Dallas Cowboys

Jerry Jones declares victory; Roger Goodell happy with up to $200 million

NFL Commissioner Roger Goodell has a contract extension through 2023 that could be worth up to $200 million.
NFL Commissioner Roger Goodell has a contract extension through 2023 that could be worth up to $200 million. AP

Dallas Cowboys owner Jerry Jones and NFL commissioner Roger Goodell acted like gentlemen at the NFL owners winter meeting Wednesday.

They did the obligatory hug following the closing press conference at Four Season’s Hotel in Irving and declared the league unified and moving forward after months of contentiousness over Goodell’s contract extension.

Jones didn’t win that battle but he believes he won the war because of how the deal is structured and prospective changes to the contract and the commissioner’s power. Meanwhile, Goodell gets an extension through 2024 worth up to $200 million in likely his last contract with the NFL.

“Do I look like I take it personally? Jerry, do I look like I take it personally?,” Goodell said, pointing to Jones who was in the room. “No is the answer to that question. As I have said before, I think people disagree. People who have the ability to do that within the context of our structure is something that makes us stronger.

“My relationship with Jerry has been great. We don’t always agree. I’m not paid to agree and he’s not paid to agree with me.”

Said Jones: “I hope Roger earns every dime. That means he’s doing a great job, and we’re doing good.”

But the truth is they haven’t been “doing good” over the last few months, stemming partly from the six-game suspension given to Cowboys star running back Ezekiel Elliott for allegedly committing domestic violence against former girlfriend Tiffany Thompson.

Per sources, Jones was told by Goodell that there would be no discipline.

Elliott was never charged or arrested in the case.

Asked on Wednesday if he ever led Jones to believe Elliott would not face suspension.

“No,” Goodell said before repeating his answer.

Jones was angered by the Elliott suspension but it is also true that he has lobbied to get the NFL out of the investigation business prior to that. He believes potential changes to the commissioner’s power would solve some of those problems.

Jones’ opposition to Goodell’s contract, which included a threatened lawsuit, wasn’t just about Elliott’s situation but other league concerns over the last year, including a TV ratings decline and player protests during the national anthem.

“They have a term in business called a mac,” Jones said. “Material adverse circumstances happen between the time that you shook hands and the time you did the deal. It’s a very valid change of scenery. ... Anybody who says we haven’t had any changes since last spring would be an exaggeration.”

While Jones didn’t get his way in blocking or tabling the extension for six months as he proposed, he did get to walk away feeling some accomplishment over how the commissioner’s contract will be handled going forward.

Per NFL spokesman Joe Lockhart, “almost 90 percent of the compensation is performance-based and not guaranteed.”

And the incentives in the deal will have oversight by at least 24 owners on various committees, including finance and broadcast.

It all falls in line with Jones’ desire that the owners should have more power over the commissioner.

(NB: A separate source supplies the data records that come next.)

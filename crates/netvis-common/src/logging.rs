//! Structured logging infrastructure for netvis

use crate::{Result, VisError};
use serde::{Deserialize, Serialize};
use std::io;
use std::sync::Mutex;
use tracing_subscriber::{
    fmt::{self, format::FmtSpan, writer::BoxMakeWriter},
    layer::SubscriberExt,
    util::SubscriberInitExt,
    EnvFilter,
};

/// Output format for log events
#[derive(Debug, Clone, Copy, PartialEq, Eq, Serialize, Deserialize)]
#[serde(rename_all = "lowercase")]
pub enum LogFormat {
    /// Multi-line human readable output
    Pretty,
    /// Single-line output
    Compact,
    /// Newline-delimited JSON
    Json,
}

/// Configuration for the logging system
#[derive(Debug, Clone)]
pub struct LoggingConfig {
    /// Log level filter (e.g., "info", "debug", "netvis_graphs=trace")
    pub level: String,
    /// Event format
    pub format: LogFormat,
    /// Optional file path for log output; stderr otherwise
    pub file_path: Option<String>,
    /// Whether to include spans in the output
    pub include_spans: bool,
    /// Whether to include target module information
    pub include_targets: bool,
    /// Whether to use ANSI colours (ignored for file output)
    pub ansi: bool,
}

impl Default for LoggingConfig {
    fn default() -> Self {
        Self {
            level: "info".to_string(),
            format: LogFormat::Compact,
            file_path: None,
            include_spans: false,
            include_targets: true,
            ansi: true,
        }
    }
}

/// Parse a filter directive string exactly as the subscriber will
pub fn parse_env_filter(level: &str) -> Result<EnvFilter> {
    EnvFilter::try_new(level).map_err(|e| VisError::config_with_source("Invalid log filter", e))
}

/// Build the env filter, falling back to `info` when the level is unparsable
pub fn build_env_filter(level: &str) -> Result<EnvFilter> {
    parse_env_filter(level).or_else(|_| parse_env_filter("info"))
}

/// Initialize the tracing subscriber with the given configuration.
///
/// Events are written to stderr unless `file_path` is set, so stdout stays
/// free for machine readable output.
pub fn init_logging(config: &LoggingConfig) -> Result<()> {
    let env_filter = build_env_filter(&config.level)?;

    let span_events = if config.include_spans {
        FmtSpan::NEW | FmtSpan::CLOSE
    } else {
        FmtSpan::NONE
    };

    let (writer, ansi) = match &config.file_path {
        Some(path) => {
            let file = std::fs::OpenOptions::new()
                .create(true)
                .append(true)
                .open(path)
                .map_err(|e| VisError::input(path, e))?;
            (BoxMakeWriter::new(Mutex::new(file)), false)
        }
        None => (BoxMakeWriter::new(io::stderr), config.ansi),
    };

    let (pretty, compact, json) = match config.format {
        LogFormat::Pretty => (
            Some(
                fmt::layer()
                    .pretty()
                    .with_span_events(span_events)
                    .with_ansi(ansi)
                    .with_target(config.include_targets)
                    .with_writer(writer),
            ),
            None,
            None,
        ),
        LogFormat::Compact => (
            None,
            Some(
                fmt::layer()
                    .compact()
                    .with_span_events(span_events)
                    .with_ansi(ansi)
                    .with_target(config.include_targets)
                    .with_writer(writer),
            ),
            None,
        ),
        LogFormat::Json => (
            None,
            None,
            Some(
                fmt::layer()
                    .json()
                    .with_span_events(span_events)
                    .with_target(config.include_targets)
                    .with_writer(writer),
            ),
        ),
    };

    tracing_subscriber::registry()
        .with(env_filter)
        .with(pretty)
        .with(compact)
        .with(json)
        .try_init()
        .map_err(|e| VisError::config_with_source("Failed to install log subscriber", e))
}
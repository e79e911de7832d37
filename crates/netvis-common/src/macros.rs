//! Convenience macros for error handling and propagation

/// Equivalent to `anyhow::ensure!` but for `VisError`
///
/// # Examples
///
/// ```rust
/// use netvis_common::ensure;
/// use netvis_common::Result;
///
/// fn validate_positive(value: i32) -> Result<()> {
///     ensure!(value > 0, "Value must be positive, got: {}", value);
///     Ok(())
/// }
/// assert!(validate_positive(-1).is_err());
/// ```
#[macro_export]
macro_rules! ensure {
    ($cond:expr, $msg:literal $(,)?) => {
        if !$cond {
            return Err($crate::VisError::new($msg));
        }
    };
    ($cond:expr, $err:expr $(,)?) => {
        if !$cond {
            return Err($crate::VisError::new($err));
        }
    };
    ($cond:expr, $fmt:expr, $($arg:tt)*) => {
        if !$cond {
            return Err($crate::VisError::new(format!($fmt, $($arg)*)));
        }
    };
}
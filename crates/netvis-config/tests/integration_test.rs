//! Integration tests for netvis-config crate.

use netvis_common::LogFormat;
use netvis_config::{Config, ConfigLoader};
use std::io::Write;
use tempfile::NamedTempFile;

fn write_yaml(content: &str) -> NamedTempFile {
    let mut file = NamedTempFile::new().unwrap();
    file.write_all(content.as_bytes()).unwrap();
    file.flush().unwrap();
    file
}

#[test]
fn test_load_full_configuration_file() {
    let file = write_yaml(
        r##"
coords:
  input: "runs/graph.dat"
  output: "runs/graph.png"
  title: "Overlay"
  width: 1024
  height: 768
  show_grid: false
  point_color: "#ff0000"
paths:
  input: "runs/log.txt"
  title: "Routes"
  node_radius: 8
  show_labels: false
  edge_color: "#333333"
  layout:
    iterations: 250
    damping: 0.5
logging:
  level: "netvis_graphs=debug,info"
  format: json
  colored: false
"##,
    );

    let config = ConfigLoader::load_from_file(file.path()).expect("Configuration should load");

    assert_eq!(config.coords.input, "runs/graph.dat");
    assert_eq!(config.coords.width, 1024);
    assert!(!config.coords.show_grid);
    assert_eq!(config.coords.point_color, "#ff0000");
    assert_eq!(config.coords.line_color, "#000000");

    assert_eq!(config.paths.input, "runs/log.txt");
    assert_eq!(config.paths.output, "network_graph.png");
    assert_eq!(config.paths.title.as_deref(), Some("Routes"));
    assert_eq!(config.paths.node_radius, 8);
    assert_eq!(config.paths.layout.iterations, 250);
    assert!((config.paths.layout.damping - 0.5).abs() < f32::EPSILON);

    assert_eq!(config.logging.level, "netvis_graphs=debug,info");
    assert_eq!(config.logging.format, LogFormat::Json);
    assert!(!config.logging.colored);
}

#[test]
fn test_partial_file_keeps_defaults() {
    let file = write_yaml("paths:\n  output: \"out.png\"\n");

    let config = ConfigLoader::load_from_file(file.path()).unwrap();
    let defaults = Config::default();

    assert_eq!(config.paths.output, "out.png");
    assert_eq!(config.paths.input, defaults.paths.input);
    assert_eq!(config.coords.input, defaults.coords.input);
    assert_eq!(config.logging.level, defaults.logging.level);
}

#[test]
fn test_invalid_values_are_rejected() {
    let file = write_yaml("coords:\n  width: 10\n  point_color: \"red\"\n");

    let result = ConfigLoader::load_from_file(file.path());
    assert!(result.is_err());
}

#[test]
fn test_malformed_yaml_is_rejected() {
    let file = write_yaml("coords: [unterminated\n");

    assert!(ConfigLoader::load_from_file(file.path()).is_err());
}

#[test]
fn test_missing_file_is_an_error() {
    let dir = tempfile::tempdir().unwrap();
    let result = ConfigLoader::load_from_file(dir.path().join("netvis.yaml"));

    assert!(result.is_err());
}

#[test]
fn test_target_only_log_filter_is_accepted() {
    let file = write_yaml("logging:\n  level: \"netvis_graphs\"\n");

    let config = ConfigLoader::load_from_file(file.path()).expect("Target filters are valid");
    assert_eq!(config.logging.level, "netvis_graphs");

    let mut config = Config::default();
    config.logging.level = "netvis_graphs=loud".to_string();
    assert!(config.validate_all().is_err());
}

“We all are in agreement that we want to have owners that are elected that basically – on the committee – that are elected by the owners,” Jones said. “Right now they’re not. The chairman is chosen by the guy that gets the money. That’s simple. And so now owners will select that in some form. But more importantly not just future commissioners but right now in this incentive-based contract, these owners who can vary in what they might think the incentive should be, they will be the ones deciding the amount in this contract moving forward.”